START Dataset

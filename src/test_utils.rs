//! Test utilities for property-based testing
//!
//! This module provides generators and helpers for proptest.

#[cfg(test)]
pub mod generators {
    use proptest::prelude::*;

    use crate::core::status::{PackageStatus, StatusEntry};

    /// Generate a package id (lowercase alphanumeric with hyphens)
    pub fn package_id() -> impl Strategy<Value = String> {
        "[a-z][a-z0-9-]{0,12}[a-z0-9]?"
    }

    /// Generate a version string with one to three numeric components
    pub fn version() -> impl Strategy<Value = String> {
        prop::collection::vec(0u32..50, 1..=3).prop_map(|parts| {
            parts
                .iter()
                .map(ToString::to_string)
                .collect::<Vec<_>>()
                .join(".")
        })
    }

    /// Generate a well-formed fingerprint (128 hex characters)
    pub fn fingerprint() -> impl Strategy<Value = String> {
        "[0-9a-f]{128}"
    }

    /// Generate any package status
    pub fn status() -> impl Strategy<Value = PackageStatus> {
        prop::sample::select(PackageStatus::ALL.to_vec())
    }

    /// Generate a status entry with optional printable details
    pub fn status_entry() -> impl Strategy<Value = StatusEntry> {
        (status(), prop::option::of("[ -~]{0,20}"))
            .prop_map(|(status, details)| StatusEntry { status, details })
    }
}

#[cfg(test)]
mod tests {
    use super::generators::*;
    use crate::core::oracle::parse_version;
    use proptest::prelude::*;

    proptest! {
        #![proptest_config(ProptestConfig::with_cases(100))]

        #[test]
        fn test_package_id_generator(id in package_id()) {
            prop_assert!(!id.is_empty());
            prop_assert!(!id.starts_with(['.', '_']));
        }

        #[test]
        fn test_versions_are_semver_after_padding(version in version()) {
            prop_assert!(parse_version(&version).is_some());
        }

        #[test]
        fn test_fingerprint_generator(fp in fingerprint()) {
            prop_assert_eq!(fp.len(), 128);
            prop_assert!(fp.chars().all(|c| c.is_ascii_hexdigit()));
        }
    }
}
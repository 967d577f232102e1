//! Remote repository client
//!
//! Fetches repository and container registry indexes over HTTP, or reads
//! them from a local mirror directory, with retry and exponential backoff.

use std::path::Path;
use std::time::Duration;

use crate::config::defaults;
use crate::core::config::RepositoryConfig;
use crate::core::repository::{RepoKind, Repository, RepositoryIndex};
use crate::error::RepositoryError;
use crate::infra::filesystem;
use crate::registry::cache::SnapshotCache;

/// Client for remote binary sources
#[derive(Debug, Clone)]
pub struct RepositoryClient {
    /// HTTP client
    client: reqwest::Client,
    /// Maximum attempts per fetch
    max_retries: u32,
    /// Base delay for exponential backoff (in milliseconds)
    base_delay_ms: u64,
}

impl RepositoryClient {
    /// Create a new client with default retry settings
    pub fn new() -> Self {
        Self::with_config(defaults::MAX_FETCH_RETRIES, 500)
    }

    /// Create a client with custom retry settings
    pub fn with_config(max_retries: u32, base_delay_ms: u64) -> Self {
        Self {
            client: reqwest::Client::builder()
                .timeout(Duration::from_secs(60))
                .connect_timeout(Duration::from_secs(15))
                .build()
                .unwrap_or_else(|_| reqwest::Client::new()),
            max_retries: max_retries.max(1),
            base_delay_ms,
        }
    }

    /// Index file name served by a source of `kind`
    pub fn index_file(kind: RepoKind) -> &'static str {
        match kind {
            RepoKind::RemoteRegistry => defaults::REGISTRY_INDEX_REMOTE,
            RepoKind::RemoteRepo | RepoKind::Local => defaults::REPO_INDEX_REMOTE,
        }
    }

    /// Fetch the index of one configured source
    pub async fn fetch(&self, config: &RepositoryConfig) -> Result<RepositoryIndex, RepositoryError> {
        let file = Self::index_file(config.kind);
        if let Some(url) = &config.url {
            let url = format!("{}/{}", url.trim_end_matches('/'), file);
            return self.fetch_url(&url).await;
        }
        if let Some(path) = &config.path {
            return read_index(&path.join(file));
        }
        Err(RepositoryError::NoLocation {
            name: config.name.clone(),
        })
    }

    /// Fetch and parse an index, retrying transient failures
    pub async fn fetch_url(&self, url: &str) -> Result<RepositoryIndex, RepositoryError> {
        let mut attempts = 0;
        let mut delay_ms = self.base_delay_ms;

        loop {
            attempts += 1;
            match self.fetch_once(url).await {
                Ok(index) => return Ok(index),
                // Malformed content will not get better by retrying
                Err(e @ RepositoryError::InvalidIndex { .. }) => return Err(e),
                Err(e) if attempts >= self.max_retries => return Err(e),
                Err(e) => {
                    tracing::debug!("Fetch of {} failed (attempt {}): {}", url, attempts, e);
                    tokio::time::sleep(Duration::from_millis(delay_ms)).await;
                    delay_ms = (delay_ms * 2).min(30_000);
                }
            }
        }
    }

    async fn fetch_once(&self, url: &str) -> Result<RepositoryIndex, RepositoryError> {
        let response =
            self.client
                .get(url)
                .send()
                .await
                .map_err(|e| RepositoryError::NetworkError {
                    url: url.to_string(),
                    error: e.to_string(),
                })?;

        if !response.status().is_success() {
            return Err(RepositoryError::HttpStatus {
                url: url.to_string(),
                status: response.status().as_u16(),
            });
        }

        let body = response
            .text()
            .await
            .map_err(|e| RepositoryError::NetworkError {
                url: url.to_string(),
                error: e.to_string(),
            })?;
        serde_json::from_str(&body).map_err(|e| RepositoryError::InvalidIndex {
            source_name: url.to_string(),
            error: e.to_string(),
        })
    }

    /// Load every configured source, in order
    ///
    /// A source that cannot be fetched falls back to its cached snapshot,
    /// or contributes nothing. Fetch failures never abort the run.
    pub async fn load_all(
        &self,
        configs: &[RepositoryConfig],
        cache: &SnapshotCache,
    ) -> Vec<Repository> {
        let mut repos = Vec::with_capacity(configs.len());
        for config in configs {
            let index = match self.fetch(config).await {
                Ok(index) => {
                    tracing::info!(
                        "Fetched {} entries from {}",
                        index.binaries.len(),
                        config.name
                    );
                    if let Err(e) = cache.store(&config.name, &index) {
                        tracing::warn!("Cannot cache snapshot of {}: {}", config.name, e);
                    }
                    index
                }
                Err(e) => match cache.load(&config.name) {
                    Some(index) => {
                        tracing::warn!(
                            "Repository {} unavailable ({}), using cached snapshot",
                            config.name,
                            e
                        );
                        index
                    }
                    None => {
                        tracing::warn!(
                            "Repository {} unavailable ({}), no snapshot cached",
                            config.name,
                            e
                        );
                        RepositoryIndex::default()
                    }
                },
            };

            let mut repo = Repository::new(&config.name, cache.path(&config.name), config.kind)
                .with_index(index);
            if let Some(url) = &config.url {
                repo = repo.with_url(url.clone());
            }
            repos.push(repo);
        }
        repos
    }
}

impl Default for RepositoryClient {
    fn default() -> Self {
        Self::new()
    }
}

fn read_index(path: &Path) -> Result<RepositoryIndex, RepositoryError> {
    let content = filesystem::read_file(path)?;
    serde_json::from_str(&content).map_err(|e| RepositoryError::InvalidIndex {
        source_name: path.display().to_string(),
        error: e.to_string(),
    })
}

#[cfg(test)]
mod tests {
    use super::*;
    use tempfile::TempDir;
    use wiremock::matchers::{method, path};
    use wiremock::{Mock, MockServer, ResponseTemplate};

    const INDEX: &str = r#"{"binaries":[{"name":"libc","version":"2.38","package":"glibc"}]}"#;

    fn remote(name: &str, kind: RepoKind, url: &str) -> RepositoryConfig {
        RepositoryConfig {
            name: name.to_string(),
            kind,
            url: Some(url.to_string()),
            path: None,
        }
    }

    #[tokio::test]
    async fn test_fetch_repo_index() {
        let server = MockServer::start().await;
        Mock::given(method("GET"))
            .and(path("/base/index.json"))
            .respond_with(ResponseTemplate::new(200).set_body_string(INDEX))
            .mount(&server)
            .await;

        let client = RepositoryClient::with_config(1, 0);
        let config = remote("base", RepoKind::RemoteRepo, &format!("{}/base/", server.uri()));
        let index = client.fetch(&config).await.unwrap();

        assert_eq!(index.binaries.len(), 1);
        assert_eq!(index.binaries[0].package, "glibc");
    }

    #[tokio::test]
    async fn test_registry_uses_containers_file() {
        let server = MockServer::start().await;
        Mock::given(method("GET"))
            .and(path("/containers.json"))
            .respond_with(ResponseTemplate::new(200).set_body_string(
                r#"{"containers":[{"name":"base-image","version":"1","package":"base-image"}]}"#,
            ))
            .mount(&server)
            .await;

        let client = RepositoryClient::with_config(1, 0);
        let config = remote("images", RepoKind::RemoteRegistry, &server.uri());
        let index = client.fetch(&config).await.unwrap();

        assert_eq!(index.binaries[0].name, "base-image");
    }

    #[tokio::test]
    async fn test_retries_then_succeeds() {
        let server = MockServer::start().await;
        Mock::given(method("GET"))
            .respond_with(ResponseTemplate::new(503))
            .up_to_n_times(2)
            .mount(&server)
            .await;
        Mock::given(method("GET"))
            .respond_with(ResponseTemplate::new(200).set_body_string(INDEX))
            .mount(&server)
            .await;

        let client = RepositoryClient::with_config(3, 1);
        let index = client
            .fetch_url(&format!("{}/index.json", server.uri()))
            .await
            .unwrap();

        assert_eq!(index.binaries.len(), 1);
    }

    #[tokio::test]
    async fn test_http_error_reported() {
        let server = MockServer::start().await;
        Mock::given(method("GET"))
            .respond_with(ResponseTemplate::new(404))
            .mount(&server)
            .await;

        let client = RepositoryClient::with_config(2, 1);
        let err = client
            .fetch_url(&format!("{}/index.json", server.uri()))
            .await
            .unwrap_err();

        assert!(matches!(err, RepositoryError::HttpStatus { status: 404, .. }));
    }

    #[tokio::test]
    async fn test_failed_fetch_falls_back_to_snapshot() {
        let server = MockServer::start().await;
        Mock::given(method("GET"))
            .respond_with(ResponseTemplate::new(200).set_body_string(INDEX))
            .up_to_n_times(1)
            .mount(&server)
            .await;
        Mock::given(method("GET"))
            .respond_with(ResponseTemplate::new(500))
            .mount(&server)
            .await;

        let temp = TempDir::new().unwrap();
        let cache = SnapshotCache::new(temp.path().to_path_buf());
        let client = RepositoryClient::with_config(1, 0);
        let configs = vec![remote("base", RepoKind::RemoteRepo, &server.uri())];

        let first = client.load_all(&configs, &cache).await;
        assert_eq!(first[0].lookup("libc").len(), 1);

        let second = client.load_all(&configs, &cache).await;
        assert_eq!(second[0].lookup("libc").len(), 1);
        assert_eq!(second[0].url.as_deref(), Some(server.uri().as_str()));
    }

    #[tokio::test]
    async fn test_unreachable_source_without_snapshot_is_empty() {
        let temp = TempDir::new().unwrap();
        let cache = SnapshotCache::new(temp.path().to_path_buf());
        let client = RepositoryClient::with_config(1, 0);
        let configs = vec![
            remote("gone", RepoKind::RemoteRepo, "http://127.0.0.1:9"),
            RepositoryConfig {
                name: "nowhere".to_string(),
                kind: RepoKind::RemoteRepo,
                url: None,
                path: None,
            },
        ];

        let repos = client.load_all(&configs, &cache).await;

        assert_eq!(repos.len(), 2);
        assert!(repos.iter().all(Repository::is_empty));
    }

    #[tokio::test]
    async fn test_local_mirror_path() {
        let temp = TempDir::new().unwrap();
        std::fs::write(temp.path().join("index.json"), INDEX).unwrap();
        let config = RepositoryConfig {
            name: "mirror".to_string(),
            kind: RepoKind::RemoteRepo,
            url: None,
            path: Some(temp.path().to_path_buf()),
        };

        let index = RepositoryClient::new().fetch(&config).await.unwrap();
        assert_eq!(index.binaries.len(), 1);
    }
}
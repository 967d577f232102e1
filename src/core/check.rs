//! Status evaluation
//!
//! One pass over all packages in build order. The evaluator is pure: it reads
//! the in-memory registry, graph, pool and job bookkeeping and returns the
//! status of every package plus the jobs that should be started. Only the
//! cycle retry state is carried between passes.

use sha2::{Digest, Sha256};
use std::collections::{BTreeMap, HashSet, VecDeque};
use std::fmt;

use crate::core::cycle::{CyclePhase, CycleTracker};
use crate::core::oracle::ResolvedDep;
use crate::core::package::{Package, PackageError, PackageRegistry};
use crate::core::repository::RepositoryPool;
use crate::core::resolver::{Cycle, DependencyGraph};
use crate::core::status::{PackageStatus, StatusEntry};

/// Why a package is being built
#[derive(Debug, Clone, Copy, PartialEq, Eq)]
pub enum BuildReason {
    /// No previous successful build is recorded
    NewBuild,
    /// Source files changed
    SourceChange,
    /// A dependency binary changed
    MetaChange,
    /// Unchanged, but the local repository lacks the binaries
    MissingBinaries,
}

impl BuildReason {
    fn classify(previous: Option<&String>, fingerprint: &str, source_len: usize) -> Self {
        match previous {
            None => Self::NewBuild,
            Some(old) if old == fingerprint => Self::MissingBinaries,
            Some(old) if old.get(..source_len) != fingerprint.get(..source_len) => {
                Self::SourceChange
            }
            Some(_) => Self::MetaChange,
        }
    }
}

impl fmt::Display for BuildReason {
    fn fmt(&self, f: &mut fmt::Formatter<'_>) -> fmt::Result {
        f.write_str(match self {
            Self::NewBuild => "new build",
            Self::SourceChange => "source change",
            Self::MetaChange => "meta change",
            Self::MissingBinaries => "missing binaries",
        })
    }
}

/// A job the engine should start
#[derive(Debug, Clone, PartialEq, Eq)]
pub struct Assignment {
    /// Package to build
    pub package: String,
    /// Builder slot index
    pub builder: usize,
    /// Fingerprint to record on success
    pub fingerprint: String,
    /// Why the package is built
    pub reason: BuildReason,
    /// Resolved dependencies handed to the executor
    pub deps: Vec<ResolvedDep>,
}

END Dataset

* [Activity] Your reply should be the number of lines in the listing above that contain "PartialEq", with nothing added.

* [Problem solution] 2